Del tutto diverso, invece, il profilo della rappresentanza tecnica, intesa come capacità di chiedere in giudizio (jus postulandi) ovvero come potere di sollecitare una risposta del giudice presentandogli direttamente atti, istanze e deduzioni nell’interesse delle parti: attività processuale, questa, che nel giudizio di legittimità l’art. 613 comma 1 riserva esclusivamente al difensore iscritto nell’albo speciale della Corte di cassazione.

È il difensore a rappresentare la parte e a comparire in udienza davanti al giudice di legittimità (art. 614, comma 2). La parte, infatti, non può esercitare questi poteri personalmente, ma soltanto per mezzo del suo difensore, ossia avvalendosi di uno strumento tecnico che può operare davanti alla Corte in quanto è la stessa legge che gli conferisce l’esercizio di quei medesimi poteri che in astratto già sono e restano della parte.

Al principio di tassatività dei mezzi di impugnazione (art. 568, comma 3), che governa anche tali profili della materia stabilendo che la legge individua non solo quali siano i provvedimenti impugnabili, ma anche i soggetti ai quali spetta l’esercizio di tale potere, si ricollega la successiva disposizione di cui all’art. 571, che si occupa della legittimazione ad impugnare dell’imputato e del suo difensore, attribuendo a quest’ultimo una titolarità autonoma e parallela rispetto a quella dell’imputato.

Le modifiche apportate dalla L. 103/2017 non hanno investito in senso restrittivo la legittimazione ad impugnare dell’imputato, lasciando invariato il testo dell’art. 607, che continua a prevedere la possibilità per quest’ultimo di ricorrere per cassazione nei confronti della sentenza di condanna o di proscioglimento, nonché contro le sole disposizioni della sentenza che riguardano le spese processuali.

Ciò sta a significare che l’imputato mantiene la titolarità del diritto di ricorrere in cassazione in via del tutto autonoma rispetto al proprio difensore, pur essendo solo quest’ultimo, ai sensi dell’art. 613, comma 1, il soggetto legittimato alla proposizione dell’atto di impugnazione.
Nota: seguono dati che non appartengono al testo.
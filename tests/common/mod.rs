use almoxarifado_api::{
    db::{self, DbConfig},
    events::{self, EventSender},
    services::{
        items::{ItemService, NewItem},
        movements::MovementService,
    },
};
use sea_orm::DatabaseConnection;
use std::sync::Arc;
use tokio::sync::mpsc;

pub struct TestApp {
    pub db: Arc<DatabaseConnection>,
    pub items: ItemService,
    pub movements: MovementService,
}

/// Boots an isolated in-memory database with migrations applied and the
/// services wired over it. One connection only: every pooled connection to
/// `sqlite::memory:` would otherwise see its own empty database.
pub async fn spawn_app() -> TestApp {
    let db_cfg = DbConfig {
        url: "sqlite::memory:".to_string(),
        max_connections: 1,
        min_connections: 1,
        ..Default::default()
    };
    let pool = db::establish_connection_with_config(&db_cfg)
        .await
        .expect("db connect");
    db::run_migrations(&pool).await.expect("migrations");

    let db = Arc::new(pool);
    let (tx, rx) = mpsc::channel(64);
    let sender = EventSender::new(tx);
    tokio::spawn(events::process_events(rx));

    TestApp {
        items: ItemService::new(db.clone(), sender.clone()),
        movements: MovementService::new(db.clone(), sender),
        db,
    }
}

/// A plain active item with the given balances.
pub fn item_fixture(codigo: &str, nome: &str, estoque: i32, patrimonio: i32) -> NewItem {
    NewItem {
        setor: "ELETRICA".to_string(),
        codigo_gce: codigo.to_string(),
        item_nome: nome.to_string(),
        estoque_minimo: 0,
        estoque_atual: estoque,
        patrimonio_atual: patrimonio,
        valor_referencia: None,
        ata: None,
        numero_pedido: None,
        validade_valor_referencia: None,
        validade_ata: None,
        observacoes: None,
        ativo: true,
    }
}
Nell’assetto normativo delineatosi a seguito della novella legislativa del 2017 l’art. 607 continua a svolgere la specifica funzione di delimitare non tanto l’ambito soggettivo del mezzo di impugnazione, quanto quello oggettivo, con la conseguente individuazione dei provvedimenti suscettibili di ricorso per cassazione da parte dell’imputato.

Completamente diversa, invece, deve ritenersi la funzione attribuita dal legislatore all’art. 613 che non disciplina affatto la legittimazione all’impugnazione, ma unicamente le forme e le modalità soggettive di proposizione del ricorso, imponendo la sottoscrizione dell’atto introduttivo, delle memorie e dei motivi nuovi da parte di un difensore iscritto nell’apposito albo speciale della Corte.
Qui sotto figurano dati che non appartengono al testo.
use async_trait::async_trait;
use chrono::Utc;
use sea_orm::entity::prelude::*;
use sea_orm::{ActiveValue, Set};
use serde::{Deserialize, Serialize};
use strum::{EnumIter as StrumEnumIter, EnumString};

/// The closed set of movement types. Every balance effect in the system is
/// derived from one of these discriminants; a request carrying any other
/// string is rejected before it reaches the ledger.
#[derive(
    Debug, Clone, Copy, PartialEq, Eq, Serialize, Deserialize, EnumString, StrumEnumIter,
)]
#[strum(serialize_all = "SCREAMING_SNAKE_CASE")]
#[serde(rename_all = "SCREAMING_SNAKE_CASE")]
pub enum MovementType {
    /// Withdrawal of consumables by a maintenance team against a ticket.
    RetiradaManutencao,
    /// Return of previously withdrawn material to the maintenance balance.
    RetornoManutencao,
    /// Intake of new assets into the reserve, optionally carrying
    /// procurement metadata that overwrites the item's own fields.
    EntradaPatrimonio,
    /// Transfer from the asset reserve into the maintenance balance.
    PedidoPatrimonio,
    /// Direct advance into the maintenance balance, bypassing the reserve.
    AdiantamentoManutencao,
    /// Withdrawal by the conservation team; needs an accountable person
    /// but no ticket or sector.
    RetiradaConservacao,
}

impl MovementType {
    pub fn as_str(&self) -> &'static str {
        match self {
            MovementType::RetiradaManutencao => "RETIRADA_MANUTENCAO",
            MovementType::RetornoManutencao => "RETORNO_MANUTENCAO",
            MovementType::EntradaPatrimonio => "ENTRADA_PATRIMONIO",
            MovementType::PedidoPatrimonio => "PEDIDO_PATRIMONIO",
            MovementType::AdiantamentoManutencao => "ADIANTAMENTO_MANUTENCAO",
            MovementType::RetiradaConservacao => "RETIRADA_CONSERVACAO",
        }
    }

    /// Human label, matching what the front-end shows in movement history.
    pub fn label(&self) -> &'static str {
        match self {
            MovementType::RetiradaManutencao => "Retirada (Manutenção)",
            MovementType::RetornoManutencao => "Retorno (Manutenção)",
            MovementType::EntradaPatrimonio => "Entrada (Patrimônio)",
            MovementType::PedidoPatrimonio => "Pedido (Patrimônio -> Manutenção)",
            MovementType::AdiantamentoManutencao => "Adiantamento (Manutenção)",
            MovementType::RetiradaConservacao => "Retirada (Conservação)",
        }
    }
}

/// One immutable ledger entry. `quantidade` is always the stored magnitude;
/// the direction of the balance effect is implied by `tipo`, never by sign.
#[derive(Clone, Debug, PartialEq, DeriveEntityModel, Serialize, Deserialize)]
#[sea_orm(table_name = "movimentos")]
pub struct Model {
    #[sea_orm(primary_key, auto_increment = false)]
    pub id: Uuid,
    pub item_id: Uuid,
    pub tipo: String,
    pub quantidade: i32,
    pub numero_chamado: Option<String>,
    pub setor: Option<String>,
    pub responsavel: Option<String>,
    pub ata: Option<String>,
    pub validade_ata: Option<DateTimeUtc>,
    pub validade_valor_referencia: Option<DateTimeUtc>,
    pub usuario_ad: Option<String>,
    pub observacoes: Option<String>,
    pub data_movimento: DateTimeUtc,
    pub created_at: DateTimeUtc,
}

impl Model {
    /// Movement type decoded from the stored discriminant. Rows are only
    /// ever written through the processor, so this cannot fail for
    /// persisted data.
    pub fn movement_type(&self) -> Option<MovementType> {
        self.tipo.parse().ok()
    }
}

#[derive(Copy, Clone, Debug, EnumIter, DeriveRelation)]
pub enum Relation {
    #[sea_orm(
        belongs_to = "super::item::Entity",
        from = "Column::ItemId",
        to = "super::item::Column::Id",
        on_delete = "Cascade"
    )]
    Item,
}

impl Related<super::item::Entity> for Entity {
    fn to() -> RelationDef {
        Relation::Item.def()
    }
}

#[async_trait]
impl ActiveModelBehavior for ActiveModel {
    async fn before_save<C: ConnectionTrait>(self, _db: &C, _insert: bool) -> Result<Self, DbErr>
    where
        C: ConnectionTrait,
    {
        let mut active_model = self;
        if let ActiveValue::NotSet = active_model.created_at {
            active_model.created_at = Set(Utc::now());
        }
        Ok(active_model)
    }
}

#[cfg(test)]
mod tests {
    use super::*;
    use strum::IntoEnumIterator;

    #[test]
    fn movement_type_round_trips_through_storage_string() {
        for tipo in MovementType::iter() {
            let parsed: MovementType = tipo.as_str().parse().expect("known discriminant");
            assert_eq!(parsed, tipo);
        }
    }

    #[test]
    fn unknown_discriminant_is_rejected() {
        assert!("AJUSTE_LIVRE".parse::<MovementType>().is_err());
        assert!("retirada_manutencao".parse::<MovementType>().is_err());
    }
}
Da tale esito ricostruttivo del sistema discendono due fondamentali conseguenze: a) per un verso, l’art. 571 esclude espressamente, attraverso il formale richiamo all’art. 613, che l’imputato possa proporre personalmente il ricorso per cassazione; b) per altro verso, è quest’ultima norma a disciplinare le modalità ed i requisiti soggettivi per la redazione e la sottoscrizione del ricorso, ferma restando l’autonoma legittimazione alla proposizione dell’impugnazione da parte del difensore, che continua a trovare la propria fonte nell’art. 571, comma 3.

Ciò posto, deve escludersi che l’abolizione del ricorso personale dell’imputato ponga problemi di compatibilità con i principi stabiliti dagli artt. 13 e 24 Cost. ovvero (in un’ottica ampliata) con le previsioni dell’art. 6, § 3, lett. b) e c) CEDU, nella parte in cui stabilisce, fra l’altro, che ogni accusato ha il diritto di disporre del tempo e delle facilitazioni necessarie a preparare la sua difesa, nonché di difendersi personalmente o avere l’assistenza di un difensore di sua scelta.
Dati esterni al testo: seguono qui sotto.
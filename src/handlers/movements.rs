use crate::errors::ServiceError;
use crate::services::movements::{MovementFilters, NewMovement};
use crate::{ApiResponse, AppState};
use axum::{
    extract::{Path, Query, State},
    http::StatusCode,
    response::IntoResponse,
    Json,
};
use chrono::{DateTime, Utc};
use serde::Deserialize;
use utoipa::ToSchema;
use uuid::Uuid;

const DEFAULT_RECENT_LIMIT: u64 = 50;

#[derive(Debug, Deserialize, ToSchema)]
pub struct CreateMovementRequest {
    /// One of the six movement type discriminants, e.g. `RETIRADA_MANUTENCAO`
    pub tipo: String,
    /// Magnitude of the movement; sign is ignored, direction comes from `tipo`
    pub quantidade: i32,
    pub numero_chamado: Option<String>,
    pub setor: Option<String>,
    pub responsavel: Option<String>,
    pub ata: Option<String>,
    pub validade_ata: Option<DateTime<Utc>>,
    pub validade_valor_referencia: Option<DateTime<Utc>>,
    pub usuario_ad: Option<String>,
    pub observacoes: Option<String>,
    /// Event timestamp; omitted means commit time. May be backdated for
    /// historical corrections.
    pub data_movimento: Option<DateTime<Utc>>,
}

#[derive(Debug, Deserialize, utoipa::IntoParams)]
pub struct RecentMovementsQuery {
    pub limit: Option<u64>,
}

#[derive(Debug, Deserialize, utoipa::IntoParams)]
pub struct MovementSearchQuery {
    pub item_id: Option<Uuid>,
    pub tipo: Option<String>,
    pub setor: Option<String>,
    pub start_date: Option<DateTime<Utc>>,
    pub end_date: Option<DateTime<Utc>>,
    pub limit: Option<u64>,
}

/// Movement ledger of one item, newest first.
#[utoipa::path(
    get,
    path = "/api/v1/items/{id}/movements",
    params(("id" = Uuid, Path, description = "Item ID")),
    responses(
        (status = 200, description = "Movement list returned"),
        (status = 500, description = "Internal server error", body = crate::errors::ErrorResponse)
    ),
    tag = "movements"
)]
pub async fn list_item_movements(
    State(state): State<AppState>,
    Path(id): Path<Uuid>,
) -> Result<impl IntoResponse, ServiceError> {
    let movements = state.movements.list_for_item(id).await?;
    Ok(Json(ApiResponse::success(movements)))
}

/// Submit a movement against an item. The balance update, status refresh
/// and ledger insert commit atomically; any precondition violation leaves
/// the item untouched.
#[utoipa::path(
    post,
    path = "/api/v1/items/{id}/movements",
    params(("id" = Uuid, Path, description = "Item ID")),
    request_body = CreateMovementRequest,
    responses(
        (status = 201, description = "Movement committed"),
        (status = 400, description = "Invalid request", body = crate::errors::ErrorResponse),
        (status = 404, description = "Item not found", body = crate::errors::ErrorResponse),
        (status = 422, description = "Insufficient stock", body = crate::errors::ErrorResponse)
    ),
    tag = "movements"
)]
pub async fn create_movement(
    State(state): State<AppState>,
    Path(id): Path<Uuid>,
    Json(payload): Json<CreateMovementRequest>,
) -> Result<impl IntoResponse, ServiceError> {
    let request = NewMovement {
        item_id: id,
        tipo: payload.tipo,
        quantidade: payload.quantidade,
        numero_chamado: payload.numero_chamado,
        setor: payload.setor,
        responsavel: payload.responsavel,
        ata: payload.ata,
        validade_ata: payload.validade_ata,
        validade_valor_referencia: payload.validade_valor_referencia,
        usuario_ad: payload.usuario_ad,
        observacoes: payload.observacoes,
        data_movimento: payload.data_movimento,
    };

    let movement = state.movements.submit(request).await?;
    Ok((StatusCode::CREATED, Json(ApiResponse::success(movement))))
}

/// Most recent movements across all items.
#[utoipa::path(
    get,
    path = "/api/v1/movements",
    params(RecentMovementsQuery),
    responses(
        (status = 200, description = "Movement list returned"),
        (status = 500, description = "Internal server error", body = crate::errors::ErrorResponse)
    ),
    tag = "movements"
)]
pub async fn list_movements(
    State(state): State<AppState>,
    Query(query): Query<RecentMovementsQuery>,
) -> Result<impl IntoResponse, ServiceError> {
    let movements = state
        .movements
        .recent(query.limit.unwrap_or(DEFAULT_RECENT_LIMIT))
        .await?;
    Ok(Json(ApiResponse::success(movements)))
}

/// Filtered movement search for reports.
#[utoipa::path(
    get,
    path = "/api/v1/movements/search",
    params(MovementSearchQuery),
    responses(
        (status = 200, description = "Matching movements returned"),
        (status = 400, description = "Invalid filter", body = crate::errors::ErrorResponse)
    ),
    tag = "movements"
)]
pub async fn search_movements(
    State(state): State<AppState>,
    Query(query): Query<MovementSearchQuery>,
) -> Result<impl IntoResponse, ServiceError> {
    let filters = MovementFilters {
        item_id: query.item_id,
        tipo: query.tipo,
        setor: query.setor,
        start_date: query.start_date,
        end_date: query.end_date,
        limit: query.limit,
    };

    let movements = state.movements.search(filters).await?;
    Ok(Json(ApiResponse::success(movements)))
}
La necessità del ricorso alla rappresentanza tecnica per l’esercizio del diritto di impugnazione in cassazione costituisce, proprio in ragione delle peculiari connotazioni del giudizio di legittimità, un’esigenza da tempo riconosciuta nella giurisprudenza della Corte costituzionale (Sez. 1, 42018/2018).

A prescindere dalle modifiche apportate al codice di rito dalla recente L. 103/2017, la presentazione personale del ricorso per cassazione risultava già preclusa alla persona offesa ai sensi dell’art. 607 rimasto inalterato a seguito della novella normativa (Sez. 6, 3109/2018).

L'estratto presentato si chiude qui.